The Sentencing Act 1991 (Vic) (“Sentencing Act”) governs sentencing guidelines and penalties available in Victorian Magistrates’ Courts for people found guilty of offences by Victorian courts (except the Children’s Court (s 4), which has its own sentences; see The Children’s Court).
The Sentencing Act is subject to regular legislative changes. For example, the Summary Offences and Sentencing Amendment Act 2014 (Vic) provides for the new sentence of an alcohol exclusion order for persons convicted of alcohol related violent offences). Another examples is the penalties of home detention orders and suspended sentences are no longer available as sentences in the Magistrates’ Court (see “Suspended sentence”).
All the following references to legislation are to the Sentencing Act 1991 (Vic), unless otherwise stated.
Section 5(1) of the Sentencing Act sets out the purposes of sentencing, which are:
•deterrence of the defendant and others from committing similar offences;
•the establishment of conditions for the rehabilitation of the defendant;
•denunciation of the defendant’s conduct; and
•the protection of the community from the defendant,
or a combination of the above.
Section 5(2) requires magistrates making sentencing orders to consider:
•the maximum penalty for the offence;
•current sentencing practices;
•the nature and gravity of the offence;
•the defendant’s culpability and degree of responsibility for the offence;
•whether the defendant has pleaded guilty and at what stage such a plea was indicated;
•the defendant’s previous character;
•the presence of aggravating or mitigating factors;
•the impact of the offence on the victim and the victim’s personal circumstances;
•any injury, loss or damage resulting directly from the offence; and
•whether the offence was motivated (wholly or partly) by hatred for, or prejudice against, a group of persons with common characteristics to the victim.

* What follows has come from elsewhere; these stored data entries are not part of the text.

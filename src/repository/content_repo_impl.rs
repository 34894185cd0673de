// ==========================================
// Placement Prep Portal - Content Repository (SQLite)
// ==========================================
// rusqlite-backed implementation of ContentRepository.
// Connections go through db::open_connection so PRAGMA behavior
// is identical everywhere.
// ==========================================

use crate::db;
use crate::domain::types::UserRole;
use crate::domain::{
    Company, CompanyDraft, Question, RecordKind, Recommendation, Resource, UploadBatch,
    WhitelistEntry,
};
use crate::repository::content_repo::ContentRepository;
use crate::repository::error::{RepositoryError, RepositoryResult};
use async_trait::async_trait;
use chrono::{DateTime, Utc};
use rusqlite::{params, Connection, OptionalExtension};
use uuid::Uuid;

// ==========================================
// SqliteContentRepository
// ==========================================
pub struct SqliteContentRepository {
    db_path: String,
}

impl SqliteContentRepository {
    /// Open (and bootstrap) the content database at `db_path`
    pub fn new(db_path: impl Into<String>) -> RepositoryResult<Self> {
        let db_path = db_path.into();
        let conn = db::open_connection(&db_path)
            .map_err(|e| RepositoryError::Connection(e.to_string()))?;
        db::init_schema(&conn)?;
        Ok(Self { db_path })
    }

    fn connect(&self) -> RepositoryResult<Connection> {
        db::open_connection(&self.db_path)
            .map_err(|e| RepositoryError::Connection(e.to_string()))
    }

    fn company_from_row(row: &rusqlite::Row<'_>) -> rusqlite::Result<(Company, String)> {
        // roles column holds a JSON array; decoded by the caller
        Ok((
            Company {
                id: row.get(0)?,
                name: row.get(1)?,
                sector: row.get(2)?,
                logo: row.get(3)?,
                description: row.get(4)?,
                roles: Vec::new(),
            },
            row.get::<_, String>(5)?,
        ))
    }
}

#[async_trait]
impl ContentRepository for SqliteContentRepository {
    async fn list_companies(&self) -> RepositoryResult<Vec<Company>> {
        let conn = self.connect()?;
        let mut stmt = conn.prepare(
            "SELECT id, name, sector, logo, description, roles FROM companies ORDER BY name",
        )?;

        let rows = stmt
            .query_map([], Self::company_from_row)?
            .collect::<Result<Vec<_>, _>>()?;

        let mut companies = Vec::with_capacity(rows.len());
        for (mut company, roles_json) in rows {
            company.roles = serde_json::from_str(&roles_json)?;
            companies.push(company);
        }
        Ok(companies)
    }

    async fn create_company(&self, draft: CompanyDraft) -> RepositoryResult<Company> {
        let conn = self.connect()?;
        let id = Uuid::new_v4().to_string();
        let roles_json = serde_json::to_string(&draft.roles)?;

        conn.execute(
            "INSERT INTO companies (id, name, sector, logo, description, roles)
             VALUES (?1, ?2, ?3, ?4, ?5, ?6)",
            params![
                id,
                draft.name,
                draft.sector,
                draft.logo,
                draft.description,
                roles_json
            ],
        )?;

        Ok(Company {
            id,
            name: draft.name,
            sector: draft.sector,
            logo: draft.logo,
            description: draft.description,
            roles: draft.roles,
        })
    }

    async fn create_question(&self, question: Question) -> RepositoryResult<()> {
        let conn = self.connect()?;
        conn.execute(
            "INSERT INTO questions (id, company_id, company_name, domain, role, topic,
             difficulty, question, ideal_approach, asked_in_bits, frequency)
             VALUES (?1, ?2, ?3, ?4, ?5, ?6, ?7, ?8, ?9, ?10, ?11)",
            params![
                question.id,
                question.company_id,
                question.company_name,
                question.domain,
                question.role,
                question.topic.as_str(),
                question.difficulty.as_str(),
                question.text,
                question.ideal_approach,
                question.asked_in_bits,
                question.frequency,
            ],
        )?;
        Ok(())
    }

    async fn create_resource(&self, resource: Resource) -> RepositoryResult<()> {
        let conn = self.connect()?;
        conn.execute(
            "INSERT INTO resources (id, title, url, description, category, source, duration)
             VALUES (?1, ?2, ?3, ?4, ?5, ?6, ?7)",
            params![
                resource.id,
                resource.title,
                resource.url,
                resource.description,
                resource.category,
                resource.source,
                resource.duration,
            ],
        )?;
        Ok(())
    }

    async fn create_recommendation(
        &self,
        recommendation: Recommendation,
    ) -> RepositoryResult<()> {
        let conn = self.connect()?;
        conn.execute(
            "INSERT INTO recommendations (id, faculty_name, date, title, url, description,
             subject, goal, expected_learning, remarks, time_to_complete)
             VALUES (?1, ?2, ?3, ?4, ?5, ?6, ?7, ?8, ?9, ?10, ?11)",
            params![
                recommendation.id,
                recommendation.faculty_name,
                recommendation.date,
                recommendation.title,
                recommendation.url,
                recommendation.description,
                recommendation.subject.as_str(),
                recommendation.goal,
                recommendation.expected_learning,
                recommendation.remarks,
                recommendation.time_to_complete,
            ],
        )?;
        Ok(())
    }

    async fn upsert_whitelist_entry(&self, entry: WhitelistEntry) -> RepositoryResult<()> {
        let conn = self.connect()?;
        conn.execute(
            "INSERT INTO user_roles (email, role, auth_provider, name, updated_at)
             VALUES (?1, ?2, ?3, ?4, datetime('now'))
             ON CONFLICT(email) DO UPDATE SET
                 role = excluded.role,
                 auth_provider = excluded.auth_provider,
                 name = excluded.name,
                 updated_at = excluded.updated_at",
            params![
                entry.email,
                entry.role.as_str(),
                entry.auth_provider.as_str(),
                entry.name,
            ],
        )?;
        Ok(())
    }

    async fn role_for_email(&self, email: &str) -> RepositoryResult<Option<UserRole>> {
        let conn = self.connect()?;
        let role: Option<String> = conn
            .query_row(
                "SELECT role FROM user_roles WHERE email = ?1",
                params![email],
                |row| row.get(0),
            )
            .optional()?;

        Ok(role.map(|r| UserRole::parse_lenient(&r)))
    }

    async fn insert_upload_batch(&self, batch: UploadBatch) -> RepositoryResult<()> {
        let conn = self.connect()?;
        conn.execute(
            "INSERT INTO upload_batch (batch_id, kind, file_name, total_rows,
             success_rows, failed_rows, uploaded_at, elapsed_ms)
             VALUES (?1, ?2, ?3, ?4, ?5, ?6, ?7, ?8)",
            params![
                batch.batch_id,
                batch.kind.as_str(),
                batch.file_name,
                batch.total_rows as i64,
                batch.success_rows as i64,
                batch.failed_rows as i64,
                batch.uploaded_at.to_rfc3339(),
                batch.elapsed_ms,
            ],
        )?;
        Ok(())
    }

    async fn recent_upload_batches(&self, limit: usize) -> RepositoryResult<Vec<UploadBatch>> {
        let conn = self.connect()?;
        let mut stmt = conn.prepare(
            "SELECT batch_id, kind, file_name, total_rows, success_rows, failed_rows,
             uploaded_at, elapsed_ms
             FROM upload_batch ORDER BY uploaded_at DESC LIMIT ?1",
        )?;

        let rows = stmt
            .query_map(params![limit as i64], |row| {
                Ok((
                    row.get::<_, String>(0)?,
                    row.get::<_, String>(1)?,
                    row.get::<_, Option<String>>(2)?,
                    row.get::<_, i64>(3)?,
                    row.get::<_, i64>(4)?,
                    row.get::<_, i64>(5)?,
                    row.get::<_, String>(6)?,
                    row.get::<_, i64>(7)?,
                ))
            })?
            .collect::<Result<Vec<_>, _>>()?;

        let mut batches = Vec::with_capacity(rows.len());
        for (batch_id, kind, file_name, total, success, failed, uploaded_at, elapsed_ms) in rows {
            let kind = RecordKind::parse(&kind)
                .ok_or_else(|| RepositoryError::Decode(format!("unknown record kind: {}", kind)))?;
            let uploaded_at = DateTime::parse_from_rfc3339(&uploaded_at)
                .map_err(|e| RepositoryError::Decode(e.to_string()))?
                .with_timezone(&Utc);
            batches.push(UploadBatch {
                batch_id,
                kind,
                file_name,
                total_rows: total as usize,
                success_rows: success as usize,
                failed_rows: failed as usize,
                uploaded_at,
                elapsed_ms,
            });
        }
        Ok(batches)
    }

    async fn count_companies(&self) -> RepositoryResult<usize> {
        let conn = self.connect()?;
        let count: i64 =
            conn.query_row("SELECT COUNT(*) FROM companies", [], |row| row.get(0))?;
        Ok(count as usize)
    }

    async fn count_questions(&self) -> RepositoryResult<usize> {
        let conn = self.connect()?;
        let count: i64 =
            conn.query_row("SELECT COUNT(*) FROM questions", [], |row| row.get(0))?;
        Ok(count as usize)
    }

    async fn count_resources(&self) -> RepositoryResult<usize> {
        let conn = self.connect()?;
        let count: i64 =
            conn.query_row("SELECT COUNT(*) FROM resources", [], |row| row.get(0))?;
        Ok(count as usize)
    }

    async fn count_recommendations(&self) -> RepositoryResult<usize> {
        let conn = self.connect()?;
        let count: i64 =
            conn.query_row("SELECT COUNT(*) FROM recommendations", [], |row| row.get(0))?;
        Ok(count as usize)
    }
}
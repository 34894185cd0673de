// ==========================================
// Placement Prep Portal - CLI entry point
// ==========================================
// Admin tooling for the content database:
//   upload    run a bulk CSV upload and print the report
//   template  write the upload template for a record kind
//   batches   show recent upload batches
//   stats     show content counts
// ==========================================

use prep_portal::config::ConfigManager;
use prep_portal::upload::{template_csv, template_file_name};
use prep_portal::{
    logging, BulkUploader, BulkUploaderImpl, ContentRepository, RecordKind,
    SqliteContentRepository,
};
use std::path::PathBuf;
use std::process;

/// Content database location
///
/// PREP_PORTAL_DB overrides; otherwise the platform data directory.
fn default_db_path() -> PathBuf {
    if let Ok(path) = std::env::var("PREP_PORTAL_DB") {
        return PathBuf::from(path);
    }

    let base = dirs::data_dir().unwrap_or_else(|| PathBuf::from("."));
    base.join("prep-portal").join("portal.db")
}

fn usage() -> ! {
    eprintln!("Usage: prep-portal <command> [args]");
    eprintln!();
    eprintln!("Commands:");
    eprintln!("  upload <kind> <file.csv>     bulk upload (kind: questions | resources |");
    eprintln!("                               recommendations | whitelist)");
    eprintln!("  template <kind> [out.csv]    write the CSV template for a kind");
    eprintln!("  batches [limit]              list recent upload batches");
    eprintln!("  stats                        content counts");
    process::exit(2);
}

fn parse_kind(value: &str) -> RecordKind {
    RecordKind::parse(value).unwrap_or_else(|| {
        eprintln!("Unknown record kind: {}", value);
        usage();
    })
}

#[tokio::main]
async fn main() {
    logging::init();

    tracing::info!("{} v{}", prep_portal::APP_NAME, prep_portal::VERSION);

    let args: Vec<String> = std::env::args().skip(1).collect();
    let command = args.first().map(String::as_str).unwrap_or("");

    match command {
        "upload" => {
            let (kind, file) = match (args.get(1), args.get(2)) {
                (Some(kind), Some(file)) => (parse_kind(kind), file.clone()),
                _ => usage(),
            };

            let db_path = open_db_path();
            let repo = SqliteContentRepository::new(db_path.clone())
                .expect("failed to open the content database");
            let config = ConfigManager::new(db_path);
            let uploader = BulkUploaderImpl::new(repo, config);

            let report = uploader.upload(kind, &file).await;
            println!(
                "{}",
                serde_json::to_string_pretty(&report).expect("report serialization")
            );
            if report.failed > 0 {
                process::exit(1);
            }
        }

        "template" => {
            let kind = match args.get(1) {
                Some(kind) => parse_kind(kind),
                None => usage(),
            };
            let out = args
                .get(2)
                .cloned()
                .unwrap_or_else(|| template_file_name(kind).to_string());

            let content = template_csv(kind).expect("template rendering");
            std::fs::write(&out, content).expect("failed to write template file");
            println!("Template written to {}", out);
        }

        "batches" => {
            let limit = args
                .get(1)
                .and_then(|v| v.parse().ok())
                .unwrap_or(10usize);

            let repo = SqliteContentRepository::new(open_db_path())
                .expect("failed to open the content database");
            let batches = repo
                .recent_upload_batches(limit)
                .await
                .expect("failed to read upload batches");

            for batch in batches {
                println!(
                    "{}  {:<14}  {:<28}  rows={} ok={} failed={}  {}ms",
                    batch.uploaded_at.format("%Y-%m-%d %H:%M:%S"),
                    batch.kind.as_str(),
                    batch.file_name.as_deref().unwrap_or("-"),
                    batch.total_rows,
                    batch.success_rows,
                    batch.failed_rows,
                    batch.elapsed_ms,
                );
            }
        }

        "stats" => {
            let repo = SqliteContentRepository::new(open_db_path())
                .expect("failed to open the content database");

            println!(
                "companies: {}",
                repo.count_companies().await.expect("count failed")
            );
            println!(
                "questions: {}",
                repo.count_questions().await.expect("count failed")
            );
            println!(
                "resources: {}",
                repo.count_resources().await.expect("count failed")
            );
            println!(
                "recommendations: {}",
                repo.count_recommendations().await.expect("count failed")
            );
        }

        _ => usage(),
    }
}

/// Resolve the DB path and make sure its parent directory exists
fn open_db_path() -> String {
    let path = default_db_path();
    if let Some(parent) = path.parent() {
        std::fs::create_dir_all(parent).expect("failed to create the data directory");
    }
    path.to_string_lossy().into_owned()
}
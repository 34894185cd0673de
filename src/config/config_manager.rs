// ==========================================
// Placement Prep Portal - Config manager
// ==========================================
// Key/value configuration stored in the app_config table, with
// crate-level defaults for missing keys.
// ==========================================

use crate::config::upload_config_trait::UploadConfigReader;
use crate::db;
use rusqlite::{params, OptionalExtension};
use tracing::warn;

// ===== Defaults =====

/// Default resolver per-creation timeout (10s)
pub const DEFAULT_RESOLVER_TIMEOUT_MS: u64 = 10_000;

/// Default advisory upload ceiling (5MB)
pub const DEFAULT_MAX_FILE_SIZE_BYTES: u64 = 5 * 1024 * 1024;

// ===== Config keys =====

pub const KEY_RESOLVER_TIMEOUT_MS: &str = "upload.resolver_timeout_ms";
pub const KEY_MAX_FILE_SIZE_BYTES: &str = "upload.max_file_size_bytes";

// ==========================================
// ConfigManager - SQLite-backed configuration
// ==========================================
pub struct ConfigManager {
    db_path: String,
}

impl ConfigManager {
    pub fn new(db_path: impl Into<String>) -> Self {
        Self {
            db_path: db_path.into(),
        }
    }

    /// Read a u64 config value, falling back to `default` when the key
    /// is missing, unreadable, or not a number
    fn get_u64(&self, key: &str, default: u64) -> u64 {
        let value = db::open_connection(&self.db_path)
            .and_then(|conn| {
                conn.query_row(
                    "SELECT value FROM app_config WHERE key = ?1",
                    params![key],
                    |row| row.get::<_, String>(0),
                )
                .optional()
            })
            .unwrap_or_else(|e| {
                warn!(key = %key, error = %e, "config read failed, using default");
                None
            });

        match value {
            Some(raw) => raw.trim().parse().unwrap_or_else(|_| {
                warn!(key = %key, value = %raw, "config value is not a number, using default");
                default
            }),
            None => default,
        }
    }
}

impl UploadConfigReader for ConfigManager {
    fn resolver_timeout_ms(&self) -> u64 {
        self.get_u64(KEY_RESOLVER_TIMEOUT_MS, DEFAULT_RESOLVER_TIMEOUT_MS)
    }

    fn max_file_size_bytes(&self) -> u64 {
        self.get_u64(KEY_MAX_FILE_SIZE_BYTES, DEFAULT_MAX_FILE_SIZE_BYTES)
    }
}

// ==========================================
// StaticUploadConfig - fixed values (tests, embedding callers)
// ==========================================
#[derive(Debug, Clone)]
pub struct StaticUploadConfig {
    pub resolver_timeout_ms: u64,
    pub max_file_size_bytes: u64,
}

impl Default for StaticUploadConfig {
    fn default() -> Self {
        Self {
            resolver_timeout_ms: DEFAULT_RESOLVER_TIMEOUT_MS,
            max_file_size_bytes: DEFAULT_MAX_FILE_SIZE_BYTES,
        }
    }
}

impl UploadConfigReader for StaticUploadConfig {
    fn resolver_timeout_ms(&self) -> u64 {
        self.resolver_timeout_ms
    }

    fn max_file_size_bytes(&self) -> u64 {
        self.max_file_size_bytes
    }
}

#[cfg(test)]
mod tests {
    use super::*;
    use rusqlite::Connection;
    use tempfile::NamedTempFile;

    fn seeded_db() -> (NamedTempFile, String) {
        let temp = NamedTempFile::new().unwrap();
        let path = temp.path().to_str().unwrap().to_string();
        let conn = Connection::open(&path).unwrap();
        db::init_schema(&conn).unwrap();
        (temp, path)
    }

    #[test]
    fn test_missing_key_uses_default() {
        let (_temp, path) = seeded_db();
        let config = ConfigManager::new(&path);
        assert_eq!(config.resolver_timeout_ms(), DEFAULT_RESOLVER_TIMEOUT_MS);
    }

    #[test]
    fn test_configured_key_overrides_default() {
        let (_temp, path) = seeded_db();
        let conn = Connection::open(&path).unwrap();
        conn.execute(
            "INSERT INTO app_config (key, value) VALUES (?1, ?2)",
            params![KEY_RESOLVER_TIMEOUT_MS, "2500"],
        )
        .unwrap();

        let config = ConfigManager::new(&path);
        assert_eq!(config.resolver_timeout_ms(), 2500);
    }

    #[test]
    fn test_garbage_value_uses_default() {
        let (_temp, path) = seeded_db();
        let conn = Connection::open(&path).unwrap();
        conn.execute(
            "INSERT INTO app_config (key, value) VALUES (?1, ?2)",
            params![KEY_MAX_FILE_SIZE_BYTES, "five megabytes"],
        )
        .unwrap();

        let config = ConfigManager::new(&path);
        assert_eq!(config.max_file_size_bytes(), DEFAULT_MAX_FILE_SIZE_BYTES);
    }
}
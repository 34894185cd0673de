// ==========================================
// Placement Prep Portal - Upload layer
// ==========================================
// Bulk CSV ingestion pipeline, four cooperating stages:
// tokenizer -> header validator -> company resolver -> materializer.
// Data flows strictly forward; each stage is testable on its own.
// ==========================================

// Module declarations
pub mod bulk_uploader_impl;
pub mod bulk_uploader_trait;
pub mod company_resolver;
pub mod csv_parser;
pub mod error;
pub mod materializer;
pub mod progress;
pub mod schema;
pub mod template;

// Re-export core types
pub use bulk_uploader_impl::BulkUploaderImpl;
pub use bulk_uploader_trait::BulkUploader;
pub use company_resolver::{resolve_companies, CompanyResolution};
pub use csv_parser::{parse_csv, ParsedRow};
pub use error::{UploadError, UploadResult};
pub use progress::{NoopProgress, ProgressSink};
pub use schema::{expected_headers, min_fields, validate_headers, ColumnMap};
pub use template::{template_csv, template_file_name};
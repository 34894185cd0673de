// ==========================================
// Placement Prep Portal - Access whitelist domain model
// ==========================================
// The persisted whitelist is the single source of elevated roles.
// Access checks look up the user_roles table by email; there is no
// process-wide list of privileged addresses.
// ==========================================

use crate::domain::types::{AuthProvider, UserRole};
use serde::{Deserialize, Serialize};

// ==========================================
// WhitelistEntry - one permitted user
// ==========================================
// Keyed by email; bulk uploads upsert.
#[derive(Debug, Clone, Serialize, Deserialize)]
pub struct WhitelistEntry {
    pub email: String,
    pub role: UserRole,
    pub auth_provider: AuthProvider,
    pub name: Option<String>,
}
// ==========================================
// Placement Prep Portal - Repository error types
// ==========================================
// Tooling: thiserror derive macro
// ==========================================

use thiserror::Error;

/// Repository layer error type
#[derive(Error, Debug)]
pub enum RepositoryError {
    // ===== Connection errors =====
    #[error("database connection failed: {0}")]
    Connection(String),

    // ===== Query errors =====
    #[error("database query failed: {0}")]
    Query(String),

    #[error("record not found: {0}")]
    NotFound(String),

    // ===== Serialization errors =====
    #[error("stored value could not be decoded: {0}")]
    Decode(String),

    // ===== Catch-all =====
    #[error(transparent)]
    Other(#[from] anyhow::Error),
}

impl From<rusqlite::Error> for RepositoryError {
    fn from(err: rusqlite::Error) -> Self {
        RepositoryError::Query(err.to_string())
    }
}

impl From<serde_json::Error> for RepositoryError {
    fn from(err: serde_json::Error) -> Self {
        RepositoryError::Decode(err.to_string())
    }
}

/// Result alias for the repository layer
pub type RepositoryResult<T> = Result<T, RepositoryError>;
// ==========================================
// Placement Prep Portal - Domain layer
// ==========================================
// Entities owned by the portal: question bank, resource library,
// company profiles, faculty recommendations, access whitelist,
// and the transient upload report/batch records.
// ==========================================

// Module declarations
pub mod company;
pub mod question;
pub mod recommendation;
pub mod resource;
pub mod types;
pub mod upload;
pub mod whitelist;

// Re-export core entities
pub use company::{Company, CompanyDraft};
pub use question::Question;
pub use recommendation::Recommendation;
pub use resource::Resource;
pub use upload::{RecordKind, UploadBatch, UploadReport};
pub use whitelist::WhitelistEntry;
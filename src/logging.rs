// ==========================================
// Logging setup
// ==========================================
// Uses tracing and tracing-subscriber
// Log level is configurable via environment variable
// ==========================================

use tracing_subscriber::{fmt, EnvFilter};

/// Initialize the logging system
///
/// # Environment
/// - RUST_LOG: level filter (default: info)
///   e.g. RUST_LOG=debug or RUST_LOG=prep_portal=trace
///
/// # Example
/// ```no_run
/// use prep_portal::logging;
/// logging::init();
/// ```
pub fn init() {
    // Read the level filter from the environment, default to info
    let filter = EnvFilter::try_from_default_env().unwrap_or_else(|_| EnvFilter::new("info"));

    fmt()
        .with_env_filter(filter)
        .with_target(true)
        .with_thread_ids(false)
        .with_line_number(true)
        .init();
}

/// Initialize logging for tests
///
/// More verbose level, output captured per test
pub fn init_test() {
    let _ = fmt()
        .with_env_filter(EnvFilter::new("debug"))
        .with_test_writer()
        .try_init();
}
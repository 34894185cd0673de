// ==========================================
// Placement Prep Portal - Config layer
// ==========================================

// Module declarations
pub mod config_manager;
pub mod upload_config_trait;

// Re-export core types
pub use config_manager::{
    ConfigManager, StaticUploadConfig, DEFAULT_MAX_FILE_SIZE_BYTES, DEFAULT_RESOLVER_TIMEOUT_MS,
};
pub use upload_config_trait::UploadConfigReader;
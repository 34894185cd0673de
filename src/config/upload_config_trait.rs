// ==========================================
// Placement Prep Portal - Upload config trait
// ==========================================
// Read-only configuration the upload pipeline depends on.
// Implementors: ConfigManager (SQLite-backed), StaticUploadConfig
// ==========================================

// ==========================================
// UploadConfigReader Trait
// ==========================================
pub trait UploadConfigReader: Send + Sync {
    /// Per-company-creation timeout in the resolver phase (milliseconds)
    ///
    /// A creation call that outlives this bound counts as a creation
    /// failure for that company name; rows depending on the name fail
    /// individually instead of hanging the whole batch.
    fn resolver_timeout_ms(&self) -> u64;

    /// Advisory upload size ceiling (bytes)
    ///
    /// Documented to the user as the maximum file size. The pipeline
    /// logs a warning when an upload exceeds it but never rejects on
    /// size alone.
    fn max_file_size_bytes(&self) -> u64;
}
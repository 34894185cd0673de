// ==========================================
// Placement Prep Portal - Upload templates
// ==========================================
// "Download template" affordance: a canonical header line plus one
// sample data row per record kind. Written through csv::Writer so
// fields with embedded commas stay quoted correctly.
// ==========================================

use crate::domain::RecordKind;
use crate::upload::error::{UploadError, UploadResult};
use crate::upload::schema::expected_headers;

/// Sample data row matching the canonical header order
fn sample_row(kind: RecordKind) -> &'static [&'static str] {
    match kind {
        RecordKind::Question => &[
            "JPMorgan",
            "Finance",
            "Analyst",
            "Analytics",
            "Medium",
            "Describe a project, and its \"impact\".",
            "STAR method: Situation, Task, Action, Result.",
            "Yes",
        ],
        RecordKind::Resource => &[
            "Advanced Python",
            "https://example.com",
            "Deep dive into pandas and NumPy",
            "Python",
            "Coursera",
            "10 Hours",
        ],
        RecordKind::Recommendation => &[
            "Dr. Sharma",
            "Advanced Pandas",
            "https://example.com",
            "Deep dive into indexing",
            "Python",
            "Master DataFrames",
            "Handling complex data",
            "Focus on MultiIndex",
            "2 Hours",
        ],
        RecordKind::Whitelist => &[
            "admin@pilani.bits-pilani.ac.in",
            "admin",
            "google",
            "Placement Admin",
        ],
    }
}

/// Suggested download file name per kind
pub fn template_file_name(kind: RecordKind) -> &'static str {
    match kind {
        RecordKind::Question => "question_upload_template.csv",
        RecordKind::Resource => "resource_upload_template.csv",
        RecordKind::Recommendation => "faculty_recommendation_template.csv",
        RecordKind::Whitelist => "user_whitelist_template.csv",
    }
}

/// Render the template CSV for a record kind
pub fn template_csv(kind: RecordKind) -> UploadResult<String> {
    let mut writer = csv::Writer::from_writer(Vec::new());
    writer
        .write_record(expected_headers(kind))
        .map_err(|e| UploadError::Other(e.into()))?;
    writer
        .write_record(sample_row(kind))
        .map_err(|e| UploadError::Other(e.into()))?;

    let bytes = writer
        .into_inner()
        .map_err(|e| UploadError::Other(anyhow::anyhow!("{}", e)))?;
    String::from_utf8(bytes).map_err(|e| UploadError::Other(e.into()))
}

#[cfg(test)]
mod tests {
    use super::*;
    use crate::upload::csv_parser::parse_csv;
    use crate::upload::schema::{min_fields, validate_headers, ColumnMap};

    #[test]
    fn test_templates_parse_back_cleanly() {
        for kind in [
            RecordKind::Question,
            RecordKind::Resource,
            RecordKind::Recommendation,
            RecordKind::Whitelist,
        ] {
            let text = template_csv(kind).unwrap();
            let rows = parse_csv(&text);

            assert_eq!(rows.len(), 2, "{} template: header + one sample", kind);
            assert!(validate_headers(&rows[0], expected_headers(kind)));
            assert!(ColumnMap::build(&rows[0], kind).is_some());
            assert!(rows[1].len() >= min_fields(kind));
        }
    }

    #[test]
    fn test_question_template_keeps_quoted_comma() {
        let text = template_csv(RecordKind::Question).unwrap();
        let rows = parse_csv(&text);
        assert_eq!(rows[1][5], "Describe a project, and its \"impact\".");
    }
}
// ==========================================
// Placement Prep Portal - Bulk Uploader Trait
// ==========================================
// Main interface of the ingestion pipeline (no implementation here).
// ==========================================

use crate::domain::{RecordKind, UploadReport};
use async_trait::async_trait;
use std::path::Path;

// ==========================================
// BulkUploader Trait
// ==========================================
// Implementor: BulkUploaderImpl
#[async_trait]
pub trait BulkUploader: Send + Sync {
    /// Run one bulk upload from a CSV file
    ///
    /// # Arguments
    /// - kind: record kind the file is expected to contain
    /// - file_path: CSV file path (.csv)
    ///
    /// # Returns
    /// The per-invocation UploadReport. This method is total: file
    /// and schema failures are folded into the report, row failures
    /// never abort the batch, and nothing escapes to the caller as a
    /// panic or error.
    ///
    /// # Pipeline phases
    /// 1. Read file text
    /// 2. Tokenize into rows
    /// 3. Header gate (short-circuits the whole batch on mismatch)
    /// 4. Company resolution (question files only; completes fully
    ///    before any row is materialized)
    /// 5. Row materialization + deferred record creation
    /// 6. Batch bookkeeping
    async fn upload<P: AsRef<Path> + Send>(
        &self,
        kind: RecordKind,
        file_path: P,
    ) -> UploadReport;

    /// Upload several files, one report per file
    ///
    /// Each file's upload is independent: a failing file does not
    /// affect the others, and resolver guarantees hold per
    /// invocation, not across them.
    async fn upload_many<P: AsRef<Path> + Send + Sync>(
        &self,
        files: Vec<(RecordKind, P)>,
    ) -> Vec<UploadReport>;
}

Courts are also directed to not impose a more severe penalty if a less severe penalty can achieve the sentencing purpose (s 5(3)–(7)). For example, the court should consider imposing a community corrections order before imprisonment (see “Sentencing orders available to the court”).
Section 6AAA of the Sentencing Act provides for the court to allow specific sentencing discounts for guilty pleas.
In addition, magistrates can be requested to give an indication of the sentence that could be imposed on a defendant if they plead guilty to an offence. If a magistrate provides a sentence indication, and a plea of guilty results, then the magistrate cannot impose a more severe sentence than the one indicated (ss 60, 61 Criminal Procedure Act 2009 (Vic)).
Legal advice should be obtained about the merits of (and the procedures surrounding) sentence indications and discounts.
Courts can make the following non-conviction orders:
•a charge adjourned without conviction for up to 60 months (see “Adjournment without conviction”);
•a fine without conviction (see “Fine”); or
•a community correction order (s 7(1)(e)).
Courts, in determining whether or not to record a conviction, must consider the nature of the offence, the defendant’s character and past history, and the impact a conviction would have on the defendant’s economic or social wellbeing and employment prospects (s 8 Sentencing Act). Generally speaking, without conviction penalties are only ordered for less serious offences or for defendants with no prior criminal history.